The Benefits Crystal Ball
by Beatrice Hogg
I should have consulted a clairvoyant before I went to the New Employee Orientation. The last time I started a government job, I was nine years younger than I am now, pre-menopausal, and assuming that my best years were still in the future. I never read the details of the benefit options; I signed up for the cheapest or whichever health plan had offices closest to my apartment.
Now, with only about a dozen working years left, I have to read the fine print and plan for my future decrepitude. What benefits do I really need? Am I going to live a long, healthy life with all of my faculties intact — or am I living on borrowed time? I regret that I have to give up my youthful retirement plans of winning the Super Lotto or marrying a rich rock star. Alas, no one is going to take care of me in my dotage.
First, I need to select a health plan. I would like to return to my former HMO, but of course, it’s not that easy. Do I want the traditional plan, with deductions taken out of each paycheck and a standard fee for visits and prescriptions, or do I want to pay as I go, with no payroll deductions, knowing that I have to pay $1,500 out of my pocket before the coverage starts?
If I were younger, I would go with the second plan, as I have never been an inpatient in a hospital, other than being born in one. But it is highly unlikely that I will ever have an extra $1,500 in my bank account. And who wants to pay $794 for a colonoscopy? I can get a health savings account, setting money aside for future medical costs. Or I can get a flexible spending account for general health care costs or only dental and vision costs. I sure would like to have straight teeth before I meet my Maker.

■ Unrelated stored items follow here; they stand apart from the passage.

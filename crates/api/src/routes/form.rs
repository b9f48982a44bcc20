//! HTML Form Routes

use axum::{
    extract::{rejection::FormRejection, State},
    http::StatusCode,
    response::Html,
    Form,
};
use feature_engine::YieldInput;
use std::sync::Arc;

use crate::views::{render_page, Outcome};
use crate::{ApiError, AppState};

/// Render the empty form with default inputs
pub async fn show_form(State(state): State<Arc<AppState>>) -> Html<String> {
    let input = YieldInput::for_crop(state.default_crop().unwrap_or_default());
    Html(render_page(
        state.assembler.crops(),
        &input,
        None,
        &state.schema_notices(),
        state.year_range(),
    ))
}

/// Predict from a submitted form and re-render it with the result
pub async fn submit_form(
    State(state): State<Arc<AppState>>,
    payload: Result<Form<YieldInput>, FormRejection>,
) -> (StatusCode, Html<String>) {
    let input = match payload {
        Ok(Form(input)) => input,
        Err(rejection) => {
            let err = ApiError::from(rejection);
            let input = YieldInput::for_crop(state.default_crop().unwrap_or_default());
            let page = render_page(
                state.assembler.crops(),
                &input,
                Some(&Outcome::Failure(err.to_string())),
                &state.schema_notices(),
                state.year_range(),
            );
            return (err.status(), Html(page));
        }
    };

    let (status, outcome, notices) = match state.predict(input.clone()) {
        Ok(outcome) => (
            StatusCode::OK,
            Outcome::Success(outcome.message()),
            outcome.warnings,
        ),
        Err(e) => (
            e.status(),
            Outcome::Failure(e.to_string()),
            state.schema_notices(),
        ),
    };

    let page = render_page(
        state.assembler.crops(),
        &input,
        Some(&outcome),
        &notices,
        state.year_range(),
    );
    (status, Html(page))
}
//! User-facing prediction inputs

use serde::{Deserialize, Serialize};

/// The six values a user supplies for one prediction
#[derive(Debug, Clone, PartialEq, Serialize, Deserialize)]
#[serde(default)]
pub struct YieldInput {
    /// Harvest year
    pub year: i32,
    /// Average rainfall (mm/year)
    pub rainfall: f64,
    /// Average temperature (°C)
    pub temperature: f64,
    /// Pesticide usage (tonnes)
    pub pesticides: f64,
    /// Country, passed through as raw text
    pub area: String,
    /// Crop name, without the `Item_` prefix
    pub crop: String,
}

impl Default for YieldInput {
    fn default() -> Self {
        Self {
            year: 2025,
            rainfall: 2000.0,
            temperature: 25.0,
            pesticides: 450.0,
            area: "Bangladesh".to_string(),
            crop: String::new(),
        }
    }
}

impl YieldInput {
    /// Default inputs for the given crop
    pub fn for_crop(crop: impl Into<String>) -> Self {
        Self {
            crop: crop.into(),
            ..Default::default()
        }
    }
}
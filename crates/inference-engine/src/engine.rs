//! Inference Engine Implementation

use crate::mock::MockPredictor;
use crate::onnx::OnnxPredictor;
use crate::{InferenceError, Predictor};
use feature_engine::{FeatureRow, FeatureSchema};
use serde::{Deserialize, Serialize};
use std::path::Path;
use std::time::{Duration, Instant};
use tracing::{debug, info, warn};

/// Unit the model predicts in
pub const YIELD_UNIT: &str = "hg/ha";

/// Predicted yield
#[derive(Debug, Clone, PartialEq, Serialize, Deserialize)]
pub struct YieldPrediction {
    /// Predicted yield (hectograms per hectare)
    pub yield_hg_per_ha: f64,
    /// Timestamp when prediction was made
    pub timestamp_ms: u64,
}

impl YieldPrediction {
    /// Value to two decimals with its unit, e.g. `"41234.57 hg/ha"`
    pub fn display(&self) -> String {
        format!("{:.2} {}", self.yield_hg_per_ha, YIELD_UNIT)
    }
}

/// Result of inference operation
#[derive(Debug, Clone)]
pub struct InferenceResult {
    /// The prediction
    pub prediction: YieldPrediction,
    /// Time spent in the model
    pub latency: Duration,
}

impl InferenceResult {
    /// Latency rounded down to whole milliseconds
    pub fn latency_ms(&self) -> u64 {
        self.latency.as_millis() as u64
    }
}

/// Inference engine owning the loaded model
pub struct InferenceEngine {
    /// Model path
    model_path: String,
    /// Loaded model
    predictor: Box<dyn Predictor>,
}

impl InferenceEngine {
    /// Load an ONNX model sized for the given schema
    pub fn load(model_path: impl AsRef<Path>, schema: &FeatureSchema) -> Result<Self, InferenceError> {
        let model_path = model_path.as_ref();
        let predictor = OnnxPredictor::load(model_path, schema.len())?;
        Ok(Self::with_predictor(
            model_path.display().to_string(),
            Box::new(predictor),
        ))
    }

    /// Create a mock inference engine for development and testing
    pub fn mock() -> Self {
        info!("Creating mock inference engine");
        Self::with_predictor("mock", Box::new(MockPredictor))
    }

    /// Wrap an already loaded predictor
    pub fn with_predictor(model_path: impl Into<String>, predictor: Box<dyn Predictor>) -> Self {
        let model_path = model_path.into();
        info!(
            "Inference engine ready: backend={}, model={}",
            predictor.backend(),
            model_path
        );
        Self {
            model_path,
            predictor,
        }
    }

    /// Run inference on an assembled row
    pub fn predict(&self, row: &FeatureRow) -> Result<InferenceResult, InferenceError> {
        let start = Instant::now();

        if let Some(expected) = self.predictor.input_width() {
            if expected != row.len() {
                return Err(InferenceError::InvalidInputShape {
                    expected: format!("[1, {expected}]"),
                    actual: format!("[1, {}]", row.len()),
                });
            }
        }

        let value = self.predictor.predict(row)?;
        if !value.is_finite() {
            warn!("Model returned non-finite yield: {}", value);
            return Err(InferenceError::InferenceFailed(format!(
                "model returned non-finite value {value}"
            )));
        }

        let timestamp_ms = std::time::SystemTime::now()
            .duration_since(std::time::UNIX_EPOCH)
            .map(|d| d.as_millis() as u64)
            .unwrap_or(0);

        let latency = start.elapsed();
        debug!("Inference completed in {:?}: {:.2} {}", latency, value, YIELD_UNIT);

        Ok(InferenceResult {
            prediction: YieldPrediction {
                yield_hg_per_ha: value,
                timestamp_ms,
            },
            latency,
        })
    }

    /// Backend name of the loaded model
    pub fn backend(&self) -> &'static str {
        self.predictor.backend()
    }

    /// Get model path
    pub fn model_path(&self) -> &str {
        &self.model_path
    }
}
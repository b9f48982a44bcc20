//! Service configuration
//!
//! Layered with the `config` crate: built-in defaults, then an optional TOML
//! file, then `CROP_YIELD__SECTION__KEY` environment variables.

use config::{Config, ConfigError, Environment, File};
use data_validator::ValidationConfig;
use serde::{Deserialize, Serialize};

/// Environment variable naming the config file
pub const CONFIG_PATH_ENV: &str = "CROP_YIELD_CONFIG";
/// Config file used when `CROP_YIELD_CONFIG` is unset
pub const DEFAULT_CONFIG_FILE: &str = "crop-yield.toml";

const ENV_PREFIX: &str = "CROP_YIELD";

/// Top-level service configuration
#[derive(Debug, Clone, Default, Serialize, Deserialize)]
#[serde(default)]
pub struct AppConfig {
    pub server: ServerConfig,
    pub model: ModelConfig,
    pub validation: ValidationSettings,
    pub logging: LoggingConfig,
}

/// HTTP listener settings
#[derive(Debug, Clone, Serialize, Deserialize)]
#[serde(default)]
pub struct ServerConfig {
    /// Bind address
    pub addr: String,
}

impl Default for ServerConfig {
    fn default() -> Self {
        Self {
            addr: "0.0.0.0:8080".to_string(),
        }
    }
}

/// Model and schema artifacts
#[derive(Debug, Clone, Serialize, Deserialize)]
#[serde(default)]
pub struct ModelConfig {
    /// ONNX model file
    pub path: String,
    /// JSON feature schema file
    pub schema_path: String,
    /// Use the rule-based mock model instead of loading `path`
    pub mock: bool,
}

impl Default for ModelConfig {
    fn default() -> Self {
        Self {
            path: "models/crop_yield.onnx".to_string(),
            schema_path: "models/model_features.json".to_string(),
            mock: false,
        }
    }
}

/// Input limits enforced before prediction
#[derive(Debug, Clone, Serialize, Deserialize)]
#[serde(default)]
pub struct ValidationSettings {
    pub year_min: i32,
    pub year_max: i32,
    /// Reject negative rainfall and pesticide amounts
    pub non_negative: bool,
}

impl Default for ValidationSettings {
    fn default() -> Self {
        Self {
            year_min: 1960,
            year_max: 2035,
            non_negative: false,
        }
    }
}

impl From<&ValidationSettings> for ValidationConfig {
    fn from(settings: &ValidationSettings) -> Self {
        let amounts = if settings.non_negative {
            (0.0, f64::MAX)
        } else {
            (f64::MIN, f64::MAX)
        };
        ValidationConfig {
            year_range: (f64::from(settings.year_min), f64::from(settings.year_max)),
            rainfall_range: amounts,
            pesticides_range: amounts,
            ..ValidationConfig::default()
        }
    }
}

/// Log output settings
#[derive(Debug, Clone, Serialize, Deserialize)]
#[serde(default)]
pub struct LoggingConfig {
    /// Maximum level: trace, debug, info, warn or error
    pub level: String,
    /// Emit JSON lines instead of human-readable text
    pub json: bool,
}

impl Default for LoggingConfig {
    fn default() -> Self {
        Self {
            level: "info".to_string(),
            json: false,
        }
    }
}

impl AppConfig {
    /// Load from the file named by `CROP_YIELD_CONFIG` (or `crop-yield.toml`)
    /// and the environment
    pub fn load() -> Result<Self, ConfigError> {
        let path =
            std::env::var(CONFIG_PATH_ENV).unwrap_or_else(|_| DEFAULT_CONFIG_FILE.to_string());
        Self::load_from(&path)
    }

    /// Load from an explicit file path (which may be absent) and the environment
    pub fn load_from(path: &str) -> Result<Self, ConfigError> {
        Config::builder()
            .add_source(File::with_name(path).required(false))
            .add_source(Environment::with_prefix(ENV_PREFIX).separator("__"))
            .build()?
            .try_deserialize()
    }
}
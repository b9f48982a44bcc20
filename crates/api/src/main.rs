//! Crop Yield Prediction Service - Main Entry Point

use api::telemetry::{init_logging, install_metrics};
use api::{run_server, AppConfig};
use tracing::info;

#[tokio::main]
async fn main() -> anyhow::Result<()> {
    let config = AppConfig::load()?;
    init_logging(&config.logging)?;

    info!("=== Crop Yield Predictor v{} ===", env!("CARGO_PKG_VERSION"));
    info!(
        "Schema: {}, model: {}{}",
        config.model.schema_path,
        config.model.path,
        if config.model.mock { " (mock)" } else { "" }
    );

    let metrics = install_metrics()?;
    run_server(&config, Some(metrics)).await?;

    Ok(())
}
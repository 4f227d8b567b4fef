//! Persona prompt construction.

use std::path::Path;

use crate::error::{Error, Result};

/// Portfolio text shipped with the binary
pub const PORTFOLIO: &str = include_str!("portfolio.txt");

const PERSONA_INSTRUCTIONS: &str = "\
You are Soren's portfolio assistant. Answer questions about Soren's background, projects, \
and skills based on the following information. Be conversational, friendly, and enthusiastic \
about his work, especially his ramen adventures! Keep responses concise but informative \
(under 150 words).

If asked about something not in the portfolio data, politely redirect to contacting Soren \
directly via his LinkedIn or GitHub.";

/// Load the portfolio text, preferring `path` over the embedded copy
pub fn load_portfolio(path: Option<&Path>) -> Result<String> {
    match path {
        Some(path) => std::fs::read_to_string(path).map_err(|source| Error::Portfolio {
            path: path.display().to_string(),
            source,
        }),
        None => Ok(PORTFOLIO.to_string()),
    }
}

/// The two text segments sent upstream for one question
#[derive(Debug, Clone, PartialEq, Eq)]
pub struct Prompt {
    pub system: String,
    pub question: String,
}

/// Renders the persona instructions once and pairs them with each question
#[derive(Debug, Clone)]
pub struct PromptBuilder {
    system: String,
}

impl PromptBuilder {
    pub fn new(portfolio: &str) -> Self {
        Self {
            system: format!(
                "{PERSONA_INSTRUCTIONS}\n\nPortfolio Information:\n{}\n",
                portfolio.trim_end()
            ),
        }
    }

    pub fn system_prompt(&self) -> &str {
        &self.system
    }

    pub fn build(&self, message: &str) -> Prompt {
        Prompt {
            system: self.system.clone(),
            question: format!("User question: {message}"),
        }
    }
}

impl Default for PromptBuilder {
    fn default() -> Self {
        Self::new(PORTFOLIO)
    }
}
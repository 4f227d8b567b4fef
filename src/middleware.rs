use axum::{
    extract::{ConnectInfo, Request},
    http::{HeaderMap, HeaderName, HeaderValue},
    middleware::Next,
    response::Response,
};
use std::net::SocketAddr;
use tracing::info;

pub const REQUEST_ID_HEADER: HeaderName = HeaderName::from_static("x-request-id");

/// Logging middleware for request/response tracking
pub async fn logging_middleware(mut request: Request, next: Next) -> Response {
    let method = request.method().clone();
    let uri = request.uri().clone();

    let request_id = match request.headers().get(&REQUEST_ID_HEADER) {
        Some(id) => id.clone(),
        None => {
            let id = HeaderValue::from_str(&uuid::Uuid::new_v4().to_string())
                .unwrap_or_else(|_| HeaderValue::from_static("unknown"));
            request.headers_mut().insert(REQUEST_ID_HEADER, id.clone());
            id
        }
    };
    let request_id_str = request_id.to_str().unwrap_or("invalid").to_string();

    let peer = request
        .extensions()
        .get::<ConnectInfo<SocketAddr>>()
        .map(|ConnectInfo(addr)| addr.ip().to_string())
        .unwrap_or_else(|| "unknown".to_string());

    info!(
        target: "portfolio_chatbot::middleware",
        request_id = %request_id_str,
        method = %method,
        uri = %uri,
        peer = %peer,
        "Incoming request"
    );

    let mut response = next.run(request).await;

    let status = response.status();
    info!(
        target: "portfolio_chatbot::middleware",
        request_id = %request_id_str,
        method = %method,
        uri = %uri,
        status = %status,
        "Request completed"
    );

    response.headers_mut().insert(REQUEST_ID_HEADER, request_id);
    response
}

/// Identify the caller for rate limiting.
///
/// Forwarding headers are only consulted when `trust_proxy_headers` is set,
/// since any client can send them.
pub fn client_ip(
    headers: &HeaderMap,
    peer: Option<SocketAddr>,
    trust_proxy_headers: bool,
) -> String {
    if trust_proxy_headers {
        if let Some(forwarded) = headers.get("x-forwarded-for") {
            if let Ok(forwarded_str) = forwarded.to_str() {
                if let Some(first_ip) = forwarded_str.split(',').next() {
                    let first_ip = first_ip.trim();
                    if !first_ip.is_empty() {
                        return first_ip.to_string();
                    }
                }
            }
        }

        if let Some(real_ip) = headers.get("x-real-ip") {
            if let Ok(ip_str) = real_ip.to_str() {
                return ip_str.trim().to_string();
            }
        }
    }

    match peer {
        Some(addr) => addr.ip().to_string(),
        None => "unknown".to_string(),
    }
}

#[cfg(test)]
mod tests {
    use super::*;

    fn peer() -> Option<SocketAddr> {
        Some("198.51.100.7:52000".parse().unwrap())
    }

    #[test]
    fn test_client_ip_with_forwarded_header() {
        let mut headers = HeaderMap::new();
        headers.insert(
            "x-forwarded-for",
            HeaderValue::from_static("192.168.1.1, 10.0.0.1"),
        );

        assert_eq!(client_ip(&headers, peer(), true), "192.168.1.1");
    }

    #[test]
    fn test_client_ip_with_real_ip_header() {
        let mut headers = HeaderMap::new();
        headers.insert("x-real-ip", HeaderValue::from_static("203.0.113.1"));

        assert_eq!(client_ip(&headers, peer(), true), "203.0.113.1");
    }

    #[test]
    fn test_forwarded_headers_ignored_when_untrusted() {
        let mut headers = HeaderMap::new();
        headers.insert("x-forwarded-for", HeaderValue::from_static("192.168.1.1"));

        assert_eq!(client_ip(&headers, peer(), false), "198.51.100.7");
    }

    #[test]
    fn test_client_ip_fallback() {
        assert_eq!(client_ip(&HeaderMap::new(), None, true), "unknown");
    }
}
use axum::{
    http::{header, HeaderValue, StatusCode},
    response::{IntoResponse, Response},
    Json,
};
use serde::Serialize;
use thiserror::Error;

/// Errors raised while setting up or running the service
#[derive(Debug, Error)]
pub enum Error {
    #[error("Invalid configuration: {0}")]
    Config(#[from] validator::ValidationErrors),

    #[error("Failed to read portfolio file {path}: {source}")]
    Portfolio {
        path: String,
        #[source]
        source: std::io::Error,
    },

    #[error("Invalid CORS origin: {0}")]
    InvalidOrigin(String),

    #[error("Failed to build HTTP client: {0}")]
    HttpClient(#[source] reqwest::Error),

    #[error("Rate limiter state lock poisoned")]
    LockPoisoned,

    #[error("I/O error: {0}")]
    Io(#[from] std::io::Error),
}

pub type Result<T> = std::result::Result<T, Error>;

/// Errors returned to HTTP callers of the chat endpoints
#[derive(Debug, Error)]
pub enum ApiError {
    #[error("Too many requests. Please wait a bit!")]
    RateLimited { retry_after_secs: u64 },

    #[error("Invalid JSON")]
    InvalidJson,

    #[error("Please provide a message")]
    MissingMessage,

    #[error("Message too long. Please keep it under {max_chars} characters.")]
    MessageTooLong { max_chars: usize },

    #[error("Something went wrong. Please try again!")]
    Internal(String),
}

impl ApiError {
    pub fn status_code(&self) -> StatusCode {
        match self {
            ApiError::RateLimited { .. } => StatusCode::TOO_MANY_REQUESTS,
            ApiError::InvalidJson | ApiError::MissingMessage => StatusCode::BAD_REQUEST,
            // Clients of the portfolio site rely on the plain 200 here.
            ApiError::MessageTooLong { .. } => StatusCode::OK,
            ApiError::Internal(_) => StatusCode::INTERNAL_SERVER_ERROR,
        }
    }
}

impl From<Error> for ApiError {
    fn from(err: Error) -> Self {
        ApiError::Internal(err.to_string())
    }
}

#[derive(Debug, Serialize)]
pub struct ErrorResponse {
    pub error: String,
}

impl ErrorResponse {
    pub fn new(error: impl Into<String>) -> Self {
        Self {
            error: error.into(),
        }
    }
}

impl IntoResponse for ApiError {
    fn into_response(self) -> Response {
        if let ApiError::Internal(detail) = &self {
            tracing::error!(error = %detail, "Chat request failed");
        }

        let status = self.status_code();
        let mut response = (status, Json(ErrorResponse::new(self.to_string()))).into_response();

        if let ApiError::RateLimited { retry_after_secs } = self {
            response
                .headers_mut()
                .insert(header::RETRY_AFTER, HeaderValue::from(retry_after_secs));
        }

        response
    }
}

#[cfg(test)]
mod tests {
    use super::*;

    #[test]
    fn test_status_codes() {
        assert_eq!(
            ApiError::RateLimited { retry_after_secs: 5 }.status_code(),
            StatusCode::TOO_MANY_REQUESTS
        );
        assert_eq!(ApiError::InvalidJson.status_code(), StatusCode::BAD_REQUEST);
        assert_eq!(ApiError::MissingMessage.status_code(), StatusCode::BAD_REQUEST);
        assert_eq!(
            ApiError::MessageTooLong { max_chars: 500 }.status_code(),
            StatusCode::OK
        );
        assert_eq!(
            ApiError::Internal("boom".to_string()).status_code(),
            StatusCode::INTERNAL_SERVER_ERROR
        );
    }

    #[test]
    fn test_messages_hide_internal_detail() {
        let err = ApiError::from(Error::LockPoisoned);
        assert_eq!(err.to_string(), "Something went wrong. Please try again!");
        assert_eq!(
            ApiError::MessageTooLong { max_chars: 500 }.to_string(),
            "Message too long. Please keep it under 500 characters."
        );
    }

    #[test]
    fn test_rate_limited_sets_retry_after() {
        let response = ApiError::RateLimited { retry_after_secs: 42 }.into_response();
        assert_eq!(response.status(), StatusCode::TOO_MANY_REQUESTS);
        assert_eq!(response.headers()[header::RETRY_AFTER], "42");
    }
}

What about life insurance? My job will give my beneficiary $15,000 if I kick the bucket while employed. I can increase the amount by adding money, without a medical exam, so that my beneficiary can afford a down payment on a house, where they can keep my ashes on the mantel above the fireplace. But I can’t increase the coverage later if I develop a preexisting condition, so I would have to do it now.
I can also get lump sum critical illness life insurance, so if I have a heart attack, full benefit cancer, a major organ transplant, kidney failure or a stroke, I can get a minimum of $10,000 to pay my bills, establish a trust, or hire handsome young men to keep me company until my demise or the money runs out.
I better decide on that one soon too, as the cost of the coverage goes up by $2 in the next year, when I enter the oldest age bracket. But do I want to pay $100 a month for something that I might never use? My mother died of heart disease and my sister died of cancer — there’s that to consider.
There is also deferred compensation and the possibility of buying back previous government time so I only need to work for a few years to be vested in the retirement plan. But if I have all of these other benefits deducted, I won’t have any money left to purchase any previous service time. Whew! All of this is making my head spin! (Is that a pre-existing condition?) At least the Employee Assistance Program is free.
If I would opt to sign up for the maximum amount of every offered benefit, I would net less money than I received when I was on welfare; which is ironic because now I am working at the welfare office. I decided to sign up for the minimum benefits at this time — except for the insurance, as I would really like my beneficiary to have a nice house to remember me by. I have to save money to get my own place again while I’m still alive and get a car. For the other options, I’ll wait to see what shape I will be in next year at open enrollment time.
Where can I find a crystal ball?
Financial Graffiti is a column about middle age monetary misadventures — with a beat.